Start of INFORMATION PROVIDED

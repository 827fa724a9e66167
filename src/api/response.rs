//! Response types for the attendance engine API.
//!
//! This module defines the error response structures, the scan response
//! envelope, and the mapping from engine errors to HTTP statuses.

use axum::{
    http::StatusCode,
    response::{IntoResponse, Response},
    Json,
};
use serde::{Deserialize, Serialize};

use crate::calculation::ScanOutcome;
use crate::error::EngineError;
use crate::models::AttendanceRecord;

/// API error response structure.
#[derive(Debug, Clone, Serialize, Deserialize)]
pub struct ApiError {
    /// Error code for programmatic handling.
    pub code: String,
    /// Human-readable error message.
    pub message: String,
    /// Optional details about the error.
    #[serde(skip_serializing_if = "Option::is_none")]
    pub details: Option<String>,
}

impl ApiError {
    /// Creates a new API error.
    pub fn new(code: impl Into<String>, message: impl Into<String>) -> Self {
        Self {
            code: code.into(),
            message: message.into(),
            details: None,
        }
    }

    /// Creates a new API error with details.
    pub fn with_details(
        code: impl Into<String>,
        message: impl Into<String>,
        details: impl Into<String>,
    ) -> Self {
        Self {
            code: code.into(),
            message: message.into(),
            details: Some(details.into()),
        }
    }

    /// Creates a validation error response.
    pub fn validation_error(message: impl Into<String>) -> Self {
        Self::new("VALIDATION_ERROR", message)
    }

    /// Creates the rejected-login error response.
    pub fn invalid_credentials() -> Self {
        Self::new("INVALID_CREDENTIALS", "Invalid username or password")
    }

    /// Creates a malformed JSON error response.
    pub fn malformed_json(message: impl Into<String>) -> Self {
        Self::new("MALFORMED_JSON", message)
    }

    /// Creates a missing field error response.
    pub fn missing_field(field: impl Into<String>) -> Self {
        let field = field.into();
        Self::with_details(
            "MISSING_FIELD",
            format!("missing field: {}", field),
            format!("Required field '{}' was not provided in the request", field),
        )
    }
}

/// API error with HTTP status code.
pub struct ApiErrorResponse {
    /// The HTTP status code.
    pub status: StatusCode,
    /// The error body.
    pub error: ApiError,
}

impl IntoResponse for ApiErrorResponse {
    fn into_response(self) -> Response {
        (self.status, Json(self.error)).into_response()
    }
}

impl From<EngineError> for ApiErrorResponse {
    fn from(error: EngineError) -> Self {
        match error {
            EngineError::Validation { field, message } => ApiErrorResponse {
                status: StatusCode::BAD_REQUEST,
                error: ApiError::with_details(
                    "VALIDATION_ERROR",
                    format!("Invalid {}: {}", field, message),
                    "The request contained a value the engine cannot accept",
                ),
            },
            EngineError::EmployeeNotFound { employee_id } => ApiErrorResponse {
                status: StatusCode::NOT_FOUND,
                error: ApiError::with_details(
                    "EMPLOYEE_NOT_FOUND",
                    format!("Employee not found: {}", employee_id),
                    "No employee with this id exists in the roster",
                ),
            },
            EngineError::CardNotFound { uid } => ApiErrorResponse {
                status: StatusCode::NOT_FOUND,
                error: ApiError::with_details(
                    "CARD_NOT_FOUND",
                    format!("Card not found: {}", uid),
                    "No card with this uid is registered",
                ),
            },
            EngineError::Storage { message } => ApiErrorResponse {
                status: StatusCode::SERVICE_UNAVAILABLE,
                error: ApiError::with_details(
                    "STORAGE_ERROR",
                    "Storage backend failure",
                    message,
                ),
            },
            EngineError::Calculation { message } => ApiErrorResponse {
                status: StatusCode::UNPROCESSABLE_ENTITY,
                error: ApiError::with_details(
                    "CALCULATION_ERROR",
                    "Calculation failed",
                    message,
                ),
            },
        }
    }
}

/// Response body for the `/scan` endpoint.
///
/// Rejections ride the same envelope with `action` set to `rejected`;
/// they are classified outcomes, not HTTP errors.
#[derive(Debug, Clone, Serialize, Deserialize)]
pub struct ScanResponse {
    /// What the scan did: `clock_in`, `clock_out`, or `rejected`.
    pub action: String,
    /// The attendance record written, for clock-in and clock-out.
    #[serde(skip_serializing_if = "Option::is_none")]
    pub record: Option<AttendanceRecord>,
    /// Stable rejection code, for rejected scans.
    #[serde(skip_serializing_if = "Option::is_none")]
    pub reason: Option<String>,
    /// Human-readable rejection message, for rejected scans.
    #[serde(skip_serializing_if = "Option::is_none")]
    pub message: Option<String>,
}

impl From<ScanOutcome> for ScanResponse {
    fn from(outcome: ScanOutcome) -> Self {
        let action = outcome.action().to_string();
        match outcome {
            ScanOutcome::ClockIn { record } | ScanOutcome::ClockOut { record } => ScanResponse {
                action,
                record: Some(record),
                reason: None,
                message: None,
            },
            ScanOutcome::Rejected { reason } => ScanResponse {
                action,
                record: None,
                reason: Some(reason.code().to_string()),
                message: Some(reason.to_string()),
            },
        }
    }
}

End of INFORMATION PROVIDED
Start of INFORMATION PROVIDED

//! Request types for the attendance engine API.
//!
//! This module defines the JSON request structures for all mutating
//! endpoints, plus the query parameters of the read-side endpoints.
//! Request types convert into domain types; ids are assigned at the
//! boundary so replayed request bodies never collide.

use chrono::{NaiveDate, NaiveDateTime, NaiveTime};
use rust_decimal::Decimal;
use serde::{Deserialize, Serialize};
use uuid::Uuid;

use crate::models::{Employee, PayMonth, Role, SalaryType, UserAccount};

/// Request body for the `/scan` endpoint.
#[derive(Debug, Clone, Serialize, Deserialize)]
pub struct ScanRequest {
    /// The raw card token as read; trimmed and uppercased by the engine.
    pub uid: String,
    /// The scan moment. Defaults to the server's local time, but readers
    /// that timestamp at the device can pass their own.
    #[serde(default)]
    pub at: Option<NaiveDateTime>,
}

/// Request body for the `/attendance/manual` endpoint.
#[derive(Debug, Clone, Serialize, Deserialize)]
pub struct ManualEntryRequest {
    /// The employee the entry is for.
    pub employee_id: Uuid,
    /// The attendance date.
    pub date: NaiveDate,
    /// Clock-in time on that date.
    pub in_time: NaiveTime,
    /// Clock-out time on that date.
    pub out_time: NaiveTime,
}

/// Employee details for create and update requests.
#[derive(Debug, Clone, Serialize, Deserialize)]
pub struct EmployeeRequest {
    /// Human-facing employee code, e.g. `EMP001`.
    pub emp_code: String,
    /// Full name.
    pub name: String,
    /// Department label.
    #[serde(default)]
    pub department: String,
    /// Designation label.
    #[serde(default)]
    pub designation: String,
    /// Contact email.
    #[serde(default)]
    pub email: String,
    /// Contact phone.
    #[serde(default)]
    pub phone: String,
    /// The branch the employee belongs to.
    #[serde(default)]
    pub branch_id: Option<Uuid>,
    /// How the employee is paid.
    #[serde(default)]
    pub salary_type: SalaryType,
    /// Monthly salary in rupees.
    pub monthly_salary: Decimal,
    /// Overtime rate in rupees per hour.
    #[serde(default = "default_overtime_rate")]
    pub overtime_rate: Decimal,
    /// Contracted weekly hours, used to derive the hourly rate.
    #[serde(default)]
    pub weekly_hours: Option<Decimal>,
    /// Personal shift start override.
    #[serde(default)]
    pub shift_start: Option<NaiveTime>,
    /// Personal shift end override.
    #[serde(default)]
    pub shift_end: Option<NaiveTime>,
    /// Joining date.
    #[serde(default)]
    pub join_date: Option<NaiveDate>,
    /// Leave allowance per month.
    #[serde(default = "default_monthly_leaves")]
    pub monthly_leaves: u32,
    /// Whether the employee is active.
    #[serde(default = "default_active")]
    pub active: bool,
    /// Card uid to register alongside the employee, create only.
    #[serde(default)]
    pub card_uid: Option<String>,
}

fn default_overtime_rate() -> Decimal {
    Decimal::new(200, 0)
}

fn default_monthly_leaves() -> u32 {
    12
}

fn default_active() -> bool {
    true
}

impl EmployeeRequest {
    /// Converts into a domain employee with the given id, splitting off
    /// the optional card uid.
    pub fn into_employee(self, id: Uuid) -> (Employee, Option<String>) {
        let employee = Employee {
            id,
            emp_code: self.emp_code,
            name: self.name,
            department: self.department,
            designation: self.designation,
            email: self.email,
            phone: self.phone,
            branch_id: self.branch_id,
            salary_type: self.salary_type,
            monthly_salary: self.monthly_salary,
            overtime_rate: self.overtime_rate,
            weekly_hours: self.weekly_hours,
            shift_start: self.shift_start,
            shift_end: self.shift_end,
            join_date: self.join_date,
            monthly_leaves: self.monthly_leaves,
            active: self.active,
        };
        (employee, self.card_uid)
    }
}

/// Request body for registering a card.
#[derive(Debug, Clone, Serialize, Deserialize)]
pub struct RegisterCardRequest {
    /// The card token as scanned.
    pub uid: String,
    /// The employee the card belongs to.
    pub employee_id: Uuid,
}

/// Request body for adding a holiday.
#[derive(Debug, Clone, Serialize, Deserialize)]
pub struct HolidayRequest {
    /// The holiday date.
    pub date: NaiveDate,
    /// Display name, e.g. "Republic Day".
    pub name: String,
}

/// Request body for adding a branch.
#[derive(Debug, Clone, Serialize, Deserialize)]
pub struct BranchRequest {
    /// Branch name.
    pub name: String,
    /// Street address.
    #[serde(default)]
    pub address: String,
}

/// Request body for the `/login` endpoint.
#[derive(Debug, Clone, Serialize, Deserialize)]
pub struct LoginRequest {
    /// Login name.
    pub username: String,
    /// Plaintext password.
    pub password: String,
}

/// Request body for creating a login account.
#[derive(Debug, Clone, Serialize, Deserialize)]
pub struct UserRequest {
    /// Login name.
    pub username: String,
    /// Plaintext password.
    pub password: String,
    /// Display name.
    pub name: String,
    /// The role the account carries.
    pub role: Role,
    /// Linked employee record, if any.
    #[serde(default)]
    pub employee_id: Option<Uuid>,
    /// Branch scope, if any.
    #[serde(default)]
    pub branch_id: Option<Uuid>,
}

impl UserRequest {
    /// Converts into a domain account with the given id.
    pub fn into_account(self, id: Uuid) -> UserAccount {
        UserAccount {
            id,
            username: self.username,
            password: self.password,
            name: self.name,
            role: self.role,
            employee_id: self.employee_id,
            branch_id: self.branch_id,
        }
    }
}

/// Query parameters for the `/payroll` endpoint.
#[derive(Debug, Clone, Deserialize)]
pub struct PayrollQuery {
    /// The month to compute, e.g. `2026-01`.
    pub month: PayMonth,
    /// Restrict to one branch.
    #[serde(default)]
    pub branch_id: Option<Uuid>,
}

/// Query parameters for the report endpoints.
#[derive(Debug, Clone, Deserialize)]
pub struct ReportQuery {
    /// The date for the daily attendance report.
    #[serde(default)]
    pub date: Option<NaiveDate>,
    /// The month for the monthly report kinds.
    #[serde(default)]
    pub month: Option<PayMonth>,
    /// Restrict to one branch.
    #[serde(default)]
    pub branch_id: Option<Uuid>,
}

End of INFORMATION PROVIDED

**TASK STATEMENT:**
Using the records, report how many lines contain the word "given", adding no other text.

**EXERCISE RESULT:**
2